Focusing on the ridges surrounding the city, Stockholm thus saw its first modern city plan, still discernible on modern maps. The then suburban district of Norrmalm, just north of Stadsholmen, had been made a separate city with its own magistrate in 1602. This effectively made implementing any new city plan impossible as the inhabitants there refused to accept to have their homes demolished. This problem was solved in 1635 when Norrmalm was reunified with Stockholm, probably a necessary step for the planned regulations and another indication the entire development was dependent of the government and not the city itself.
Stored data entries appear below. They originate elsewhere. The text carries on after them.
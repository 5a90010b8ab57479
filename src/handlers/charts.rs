use axum::{
    extract::{Query, State},
    http::StatusCode,
    response::Json,
};
use axum_valid::Valid;
use common::{FeatureDistribution, RfmScatter, SegmentDonut, SegmentRadar, TimeseriesChart};
use compute::charts::{
    feature_distribution, rfm_scatter, segment_donut, segment_radar, timeseries,
};
use compute::{FilteredView, RenderOptions, apply_filter};
use tracing::{debug, instrument};

use crate::helpers::selection::{error_response, resolve_query, response_message};
use crate::schemas::{ApiResponse, AppState, DashboardQuery, ErrorResponse};

type ChartResult<T> = Result<(StatusCode, Json<ApiResponse<T>>), (StatusCode, Json<ErrorResponse>)>;

struct Filtered<'a> {
    view: FilteredView<'a>,
    options: RenderOptions,
    notices: Vec<String>,
}

fn filtered<'a>(
    state: &'a AppState,
    query: &DashboardQuery,
) -> Result<Filtered<'a>, (StatusCode, Json<ErrorResponse>)> {
    let (resolved, options) = resolve_query(state, query).map_err(error_response)?;
    let view = apply_filter(&state.data, &resolved.selection);
    debug!(
        transactions = view.transactions().len(),
        customers = view.customers().len(),
        "Filtered view for chart"
    );
    Ok(Filtered {
        view,
        options,
        notices: resolved.notices,
    })
}

/// Range adjustments come first; otherwise the message says whether the chart is empty.
fn chart_response<T>(chart: T, empty: bool, notices: &[String]) -> ChartResult<T> {
    let default = if empty {
        "No data for the current selection"
    } else {
        "Chart computed successfully"
    };
    Ok((
        StatusCode::OK,
        Json(ApiResponse {
            data: chart,
            message: response_message(notices, default),
            success: true,
        }),
    ))
}

/// Share of customers per segment
#[utoipa::path(
    get,
    path = "/api/v1/charts/segments",
    tag = "charts",
    params(DashboardQuery),
    responses(
        (status = 200, description = "Segment donut computed", body = ApiResponse<SegmentDonut>),
        (status = 400, description = "Invalid filter input", body = ErrorResponse)
    )
)]
#[instrument(skip(state))]
pub async fn get_segment_donut(
    State(state): State<AppState>,
    Valid(Query(query)): Valid<Query<DashboardQuery>>,
) -> ChartResult<SegmentDonut> {
    let filtered = filtered(&state, &query)?;
    let chart = segment_donut(&filtered.view);
    let empty = chart.is_empty();
    chart_response(chart, empty, &filtered.notices)
}

/// Normalized mean features per segment
#[utoipa::path(
    get,
    path = "/api/v1/charts/radar",
    tag = "charts",
    params(DashboardQuery),
    responses(
        (status = 200, description = "Segment radar computed", body = ApiResponse<SegmentRadar>),
        (status = 400, description = "Invalid filter input", body = ErrorResponse)
    )
)]
#[instrument(skip(state))]
pub async fn get_segment_radar(
    State(state): State<AppState>,
    Valid(Query(query)): Valid<Query<DashboardQuery>>,
) -> ChartResult<SegmentRadar> {
    let filtered = filtered(&state, &query)?;
    let chart = segment_radar(&filtered.view, &filtered.options.radar_features);
    let empty = chart.is_empty();
    chart_response(chart, empty, &filtered.notices)
}

/// Monetary against frequency per customer
#[utoipa::path(
    get,
    path = "/api/v1/charts/scatter",
    tag = "charts",
    params(DashboardQuery),
    responses(
        (status = 200, description = "RFM scatter computed", body = ApiResponse<RfmScatter>),
        (status = 400, description = "Invalid filter input", body = ErrorResponse)
    )
)]
#[instrument(skip(state))]
pub async fn get_rfm_scatter(
    State(state): State<AppState>,
    Valid(Query(query)): Valid<Query<DashboardQuery>>,
) -> ChartResult<RfmScatter> {
    let filtered = filtered(&state, &query)?;
    let chart = rfm_scatter(&filtered.view);
    let empty = chart.is_empty();
    chart_response(chart, empty, &filtered.notices)
}

/// Histogram and box plot of one feature per segment
#[utoipa::path(
    get,
    path = "/api/v1/charts/distribution",
    tag = "charts",
    params(DashboardQuery),
    responses(
        (status = 200, description = "Feature distribution computed", body = ApiResponse<FeatureDistribution>),
        (status = 400, description = "Invalid filter input or bin count", body = ErrorResponse)
    )
)]
#[instrument(skip(state))]
pub async fn get_feature_distribution(
    State(state): State<AppState>,
    Valid(Query(query)): Valid<Query<DashboardQuery>>,
) -> ChartResult<FeatureDistribution> {
    let filtered = filtered(&state, &query)?;
    let chart = feature_distribution(
        &filtered.view,
        filtered.options.feature,
        filtered.options.bins,
    );
    let empty = chart.is_empty();
    chart_response(chart, empty, &filtered.notices)
}

/// Revenue, active customers and average order value over time per segment
#[utoipa::path(
    get,
    path = "/api/v1/charts/timeseries",
    tag = "charts",
    params(DashboardQuery),
    responses(
        (status = 200, description = "Time series computed", body = ApiResponse<TimeseriesChart>),
        (status = 400, description = "Invalid filter input", body = ErrorResponse)
    )
)]
#[instrument(skip(state))]
pub async fn get_timeseries(
    State(state): State<AppState>,
    Valid(Query(query)): Valid<Query<DashboardQuery>>,
) -> ChartResult<TimeseriesChart> {
    let filtered = filtered(&state, &query)?;
    let chart = timeseries(&filtered.view, filtered.options.bucket);
    let empty = chart.is_empty();
    chart_response(chart, empty, &filtered.notices)
}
The process was initiated by a fire in a brewery on the lower end of Kåkbrinken on September 1, 1625. The wind caught the flames and destroyed most of the buildings on the south-western part of the island—a fatei shared with many prominent buildings throughout Swedish history, in contrast to the unprecedented and enterprising spirit that followed. No surviving documents tells who made what decision, but certain is the government wanted to see a major face lift, and in a letter related to the fire the following year, the king mentions plans ordered by himself (afritningh och scampelun, vi nådigst hafve göra låtidt). Nevertheless, this resulted in the first regulation of Stadsholmen. West of Västerlånggatan two new boulevard-like streets were created—Stora Nygatan and Lilla Nygatan—and along the eastern waterfront the medieval wall was replaced by a row of prestigious palaces—Skeppsbron.

On Malmarna, the surrounding ridges, the first suburb to catch the focus of Oxenstierna was the western part of Norrmalm. A city plan for the district, most likely developed by Anders Torstensson in early 1637, feature several still preserved structures, including Stoore Konnungz gatun ("Large King's Street", today's Drottninggatan) and Mönstre Platz ("??", today's Hötorget).
A second devastating fire in 1640 on the eastern part of Norrmalm provided the excuse for a city plan for that district, and at the same time the rural area east of Norrmalm (Ladugårdslandet, today's Östermalm) was donated to the city. Soon Torstensson presented a unified plan for all three northern suburbs, long after his death realized with only minor changes. One of the problems he failed to deal with was the huge ridge Brunkebergsåsen separating the two parts of Norrmalm, and misfits between the non-aligned streets on either side can be seen on modern maps of the city.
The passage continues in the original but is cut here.